Redox (oxidation/reduction) reactions involve the losing or gaining of an electron, respectively, by a molecule. oxidation is losing (OIL) and reduction is gaining (RIG) - mnemonic OIL RIG. reduction is gaining as it refers to the "reduction" of the overall charge of the molecule - e.g., gaining an electron is the gaining of one negatively charged particle, e.g., the complete charge of the molecule decreases by 1 arbitrary charge unit. (electrons charge -1, protons charge +1, neutrons are neutral, etc. if more interested, go take a chemistry class and then a biology class - both will help you understand nutritional information.) Oxidation makes molecules lose an electron because that is the definition of what oxidation is. so if you see anything about PUFAs being oxidized, it means that that poly-unsaturated fatty acid chain has lost an electron due to overheating or chemical intervention. This means that the PUFA is POSITIVELY CHARGED compared to its previous state after having lost an electron. (electrons are -1, so losing an electron means you lose one overall -1 charge, so you are +1 compared to what you previously were. not +1 overall, necessarily, but +1 compared to before the oxidative reaction.) that is the DEFINITION of oxidation - ergo, oxidation makes molecules lose electrons because that's what oxidation is.
2) a fatty acid chain, such as in a PUFA, in a +1 charged state compared to its natural state, is liable to "steal" electrons from other molecules - including your DNA or protein structures. this is to say - the PUFA *gains* an electron (RIG - reduction is gaining!) or becomes reduced by stealing an electron from another intracellular molecule like DNA or a structural protein. since reduction is GAINING an electron, this means that the donor molecule is LOSING and electron, and what is losing? (oxidation is losing! OIL RIG!) this means that the donor molecule is OXIDIZED. ergo, DNA or another donor molecule has lost an electron, become positively charged compared to its previous state, and is liable to bind to things electromagnetically that it would not have otherwise.
Gadsie, working up from this concept can be tough. Analogizing from molecular theory to biological reality is always going to be theoretical and not 100% accurate, so don't be too overly terrified of so-called "oxidizing foods!" and too bent on "antioxidant sources!" because it is by necessity an oversimplification.
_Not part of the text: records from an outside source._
use std::process::ExitCode;

use clap::Parser;
use goop::{
    cli::args::{CliArgs, Command},
    command::CommandError,
    Goop,
};

fn run() -> anyhow::Result<()> {
    let cli_args: CliArgs = CliArgs::parse();

    let mut builder = Goop::builder()
        .manifest_file_name(&cli_args.manifest_location)
        .lock_file_name(&cli_args.lockfile_location);
    if let Some(vendor_directory) = &cli_args.vendor_directory {
        builder = builder.vendor_directory(vendor_directory);
    }
    if let Some(jobs) = cli_args.jobs {
        builder = builder.jobs(jobs);
    }
    let goop = builder.try_build()?;

    match cli_args.cmd {
        Command::Install => goop.install(),
        Command::Update => goop.update(),
        Command::Exec { command } => match command.split_first() {
            Some((name, args)) => goop.exec(name, args),
            None => Ok(()),
        },
        Command::Go { args } => goop.exec("go", &args),
        Command::Env => goop.print_env(&mut std::io::stdout().lock()),
        Command::Init => goop.init(),
    }
}

/// The wrapped tool's exit code if a subprocess failed, 1 for anything else.
fn exit_code(error: &anyhow::Error) -> u8 {
    error
        .chain()
        .find_map(|cause| cause.downcast_ref::<CommandError>())
        .and_then(CommandError::exit_code)
        .and_then(|code| u8::try_from(code).ok())
        .filter(|code| *code != 0)
        .unwrap_or(1)
}

fn main() -> ExitCode {
    env_logger::Builder::from_env(env_logger::Env::default().default_filter_or("info")).init();

    match run() {
        Ok(()) => ExitCode::SUCCESS,
        Err(e) => {
            log::error!("{}", e);
            ExitCode::from(exit_code(&e))
        }
    }
}
use clap::{Parser, Subcommand};

/// Dependency manager for Go projects that vendors packages into the project.
#[derive(Debug, Parser)]
#[clap(version)]
pub struct CliArgs {
    #[clap(subcommand)]
    pub cmd: Command,
    /// Name of the manifest file
    #[clap(short, long, default_value = "Goopfile")]
    pub manifest_location: String,
    /// Name of the lock file
    #[clap(short, long, default_value = "Goopfile.lock")]
    pub lockfile_location: String,
    /// Vendor directory [default: $GOOP_VENDOR_DIR or .vendor]
    #[clap(short, long)]
    pub vendor_directory: Option<String>,
    /// Number of dependencies fetched in parallel [default: $GOOP_INSTALL_JOBS or 1]
    #[clap(short, long)]
    pub jobs: Option<usize>,
}

#[derive(Debug, Subcommand)]
pub enum Command {
    /// Installs dependencies from Goopfile.lock, or from Goopfile if there is no lock file
    Install,
    /// Installs the latest revisions allowed by Goopfile and rewrites Goopfile.lock
    Update,
    /// Runs a command with the vendor directory on GOPATH and PATH
    Exec {
        #[clap(required = true, trailing_var_arg = true, allow_hyphen_values = true)]
        command: Vec<String>,
    },
    /// Runs the go tool with the vendor directory on GOPATH and PATH
    Go {
        #[clap(trailing_var_arg = true, allow_hyphen_values = true)]
        args: Vec<String>,
    },
    /// Prints GOPATH and PATH as used by exec
    Env,
    /// Generates a Goopfile from the packages imported by the project
    Init,
}
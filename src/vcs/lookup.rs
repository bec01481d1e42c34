//! Maps Go import paths to repositories.
//!
//! Well-known hosting sites are recognised from the shape of the path alone.
//! Anything else is looked up through the `<meta name="go-import">` tag served
//! at `https://<import path>?go-get=1`, if remote lookups are enabled.

use std::{sync::OnceLock, time::Duration};

use log::{debug, trace};
use regex_lite::Regex;
use thiserror::Error;

#[derive(Error, Debug)]
pub enum LookupError {
    #[error("unrecognized import path {0:?}")]
    UnknownHost(String),
    #[error("invalid {host} import path {import_path:?}")]
    InvalidPath { host: String, import_path: String },
    #[error("no go-import meta tag for {0:?}")]
    NoMetaTag(String),
    #[error("{import_path:?} matches more than one go-import meta tag")]
    AmbiguousMetaTag { import_path: String },
    #[error("HTTP error: {0}")]
    Http(#[from] reqwest::Error),
}

/// What the hosting conventions say about an import path.
#[derive(Debug, Clone, PartialEq, Eq)]
pub struct RepoMetadata {
    pub root: String,
    /// `None` when the host serves more than one VCS and the path does not tell
    /// which one; the repository has to be probed.
    pub vcs: Option<String>,
    pub repo: String,
}

pub trait ImportPathLookup: Send + Sync {
    /// Uses only the static hosting table, never the network.
    fn lookup_static(&self, import_path: &str) -> Result<RepoMetadata, LookupError>;

    fn lookup(&self, import_path: &str) -> Result<RepoMetadata, LookupError>;
}

struct HostRule {
    prefix: &'static str,
    pattern: Regex,
    vcs: Option<&'static str>,
}

const ELEMENT: &str = r"[A-Za-z0-9_.\-]+";

fn host_rules() -> &'static [HostRule] {
    static RULES: OnceLock<Vec<HostRule>> = OnceLock::new();
    RULES.get_or_init(|| {
        let rule = |prefix, pattern: String, vcs| HostRule {
            prefix,
            pattern: Regex::new(&pattern).unwrap(),
            vcs,
        };
        let tail = format!("(/{ELEMENT})*$");
        vec![
            rule(
                "github.com/",
                format!(r"^(?P<root>github\.com/{ELEMENT}/{ELEMENT}){tail}"),
                Some("git"),
            ),
            rule(
                "bitbucket.org/",
                format!(r"^(?P<root>bitbucket\.org/{ELEMENT}/{ELEMENT}){tail}"),
                None,
            ),
            rule(
                "launchpad.net/",
                format!(r"^(?P<root>launchpad\.net/{ELEMENT}){tail}"),
                Some("bzr"),
            ),
            rule(
                "hub.jazz.net/",
                format!(r"^(?P<root>hub\.jazz\.net/git/[a-z0-9]+/{ELEMENT}){tail}"),
                Some("git"),
            ),
            rule(
                "git.apache.org/",
                format!(r"^(?P<root>git\.apache\.org/[a-z0-9_.\-]+\.git){tail}"),
                Some("git"),
            ),
            rule(
                "code.google.com/",
                format!(r"^(?P<root>code\.google\.com/p/[a-z0-9\-]+(\.[a-z0-9\-]+)?){tail}"),
                None,
            ),
            rule(
                "gopkg.in/",
                format!(r"^(?P<root>gopkg\.in/([A-Za-z0-9_\-]+/)?[A-Za-z0-9_.\-]+\.v[0-9]+){tail}"),
                Some("git"),
            ),
            rule(
                "",
                format!(
                    r"^(?P<root>([a-z0-9.\-]+\.)+[a-z0-9.\-]+(:[0-9]+)?/[A-Za-z0-9_.\-/]*?\.(?P<vcs>bzr|git|hg|svn)){tail}"
                ),
                None,
            ),
        ]
    })
}

/// Resolves import paths through the static hosting table and, optionally, the
/// `go-get=1` discovery protocol.
pub struct HostingLookup {
    client: Option<reqwest::blocking::Client>,
}

impl HostingLookup {
    pub fn offline() -> Self {
        HostingLookup { client: None }
    }

    pub fn with_remote() -> Result<Self, LookupError> {
        let client = reqwest::blocking::Client::builder()
            .timeout(Duration::from_secs(30))
            .build()?;
        Ok(HostingLookup {
            client: Some(client),
        })
    }

    fn lookup_remote(
        &self,
        client: &reqwest::blocking::Client,
        import_path: &str,
    ) -> Result<RepoMetadata, LookupError> {
        let url = format!("https://{import_path}?go-get=1");
        debug!("Fetching {url}");
        let body = client.get(&url).send()?.error_for_status()?.text()?;
        select_meta_import(&parse_meta_imports(&body), import_path)
    }
}

impl ImportPathLookup for HostingLookup {
    fn lookup_static(&self, import_path: &str) -> Result<RepoMetadata, LookupError> {
        for rule in host_rules() {
            if !import_path.starts_with(rule.prefix) {
                continue;
            }
            let Some(captures) = rule.pattern.captures(import_path) else {
                if rule.prefix.is_empty() {
                    continue;
                }
                return Err(LookupError::InvalidPath {
                    host: rule.prefix.trim_end_matches('/').to_owned(),
                    import_path: import_path.to_owned(),
                });
            };
            let root = captures["root"].to_owned();
            let vcs = rule
                .vcs
                .map(str::to_owned)
                .or_else(|| captures.name("vcs").map(|m| m.as_str().to_owned()));
            trace!("{import_path} matched static rule {:?}: {root}", rule.prefix);
            return Ok(RepoMetadata {
                repo: format!("https://{root}"),
                root,
                vcs,
            });
        }
        Err(LookupError::UnknownHost(import_path.to_owned()))
    }

    fn lookup(&self, import_path: &str) -> Result<RepoMetadata, LookupError> {
        match (self.lookup_static(import_path), &self.client) {
            (Err(LookupError::UnknownHost(_)), Some(client)) => {
                self.lookup_remote(client, import_path)
            }
            (result, _) => result,
        }
    }
}

#[derive(Debug, Clone, PartialEq, Eq)]
struct MetaImport {
    prefix: String,
    vcs: String,
    repo: String,
}

fn parse_meta_imports(html: &str) -> Vec<MetaImport> {
    static META: OnceLock<Regex> = OnceLock::new();
    static ATTR: OnceLock<Regex> = OnceLock::new();
    let meta = META.get_or_init(|| Regex::new(r"(?is)<meta\s+([^>]*)>").unwrap());
    let attr = ATTR.get_or_init(|| {
        Regex::new(r#"(?i)([a-z\-]+)\s*=\s*(?:"([^"]*)"|'([^']*)')"#).unwrap()
    });

    let mut imports = Vec::new();
    for tag in meta.captures_iter(html) {
        let mut name = None;
        let mut content = None;
        for a in attr.captures_iter(&tag[1]) {
            let value = a.get(2).or_else(|| a.get(3)).map(|m| m.as_str());
            match a[1].to_ascii_lowercase().as_str() {
                "name" => name = value,
                "content" => content = value,
                _ => {}
            }
        }
        if name != Some("go-import") {
            continue;
        }
        let fields: Vec<&str> = content.unwrap_or_default().split_whitespace().collect();
        if let [prefix, vcs, repo] = fields.as_slice() {
            imports.push(MetaImport {
                prefix: prefix.to_string(),
                vcs: vcs.to_string(),
                repo: repo.to_string(),
            });
        }
    }
    imports
}

fn select_meta_import(
    imports: &[MetaImport],
    import_path: &str,
) -> Result<RepoMetadata, LookupError> {
    let mut matching = imports.iter().filter(|meta| {
        import_path == meta.prefix
            || import_path
                .strip_prefix(meta.prefix.as_str())
                .is_some_and(|rest| rest.starts_with('/'))
    });
    match (matching.next(), matching.next()) {
        (Some(meta), None) => Ok(RepoMetadata {
            root: meta.prefix.clone(),
            vcs: Some(meta.vcs.clone()),
            repo: meta.repo.clone(),
        }),
        (Some(_), Some(_)) => Err(LookupError::AmbiguousMetaTag {
            import_path: import_path.to_owned(),
        }),
        (None, _) => Err(LookupError::NoMetaTag(import_path.to_owned())),
    }
}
People do PhDs on this stuff and it still doesn't get more straightforward than what I've outlined above - it only gets more complex and specifically circumstantial. Having said that, this model does seem to hold for PUFAs and oxidative stress. And... go, jimhensen! If you need more explanation, feel free to PM me; I used to teach high school chem/bio before I left to do more postgrad so I've got a few resources up my sleeve I can link you to if you need. However, as I stated in the first paragraph - the best thing you can do to understand the above shizzle is to take chemistry, take biology, and do your best to absorb *specifically* the molecular principles from each. It is seriously, seriously worth it.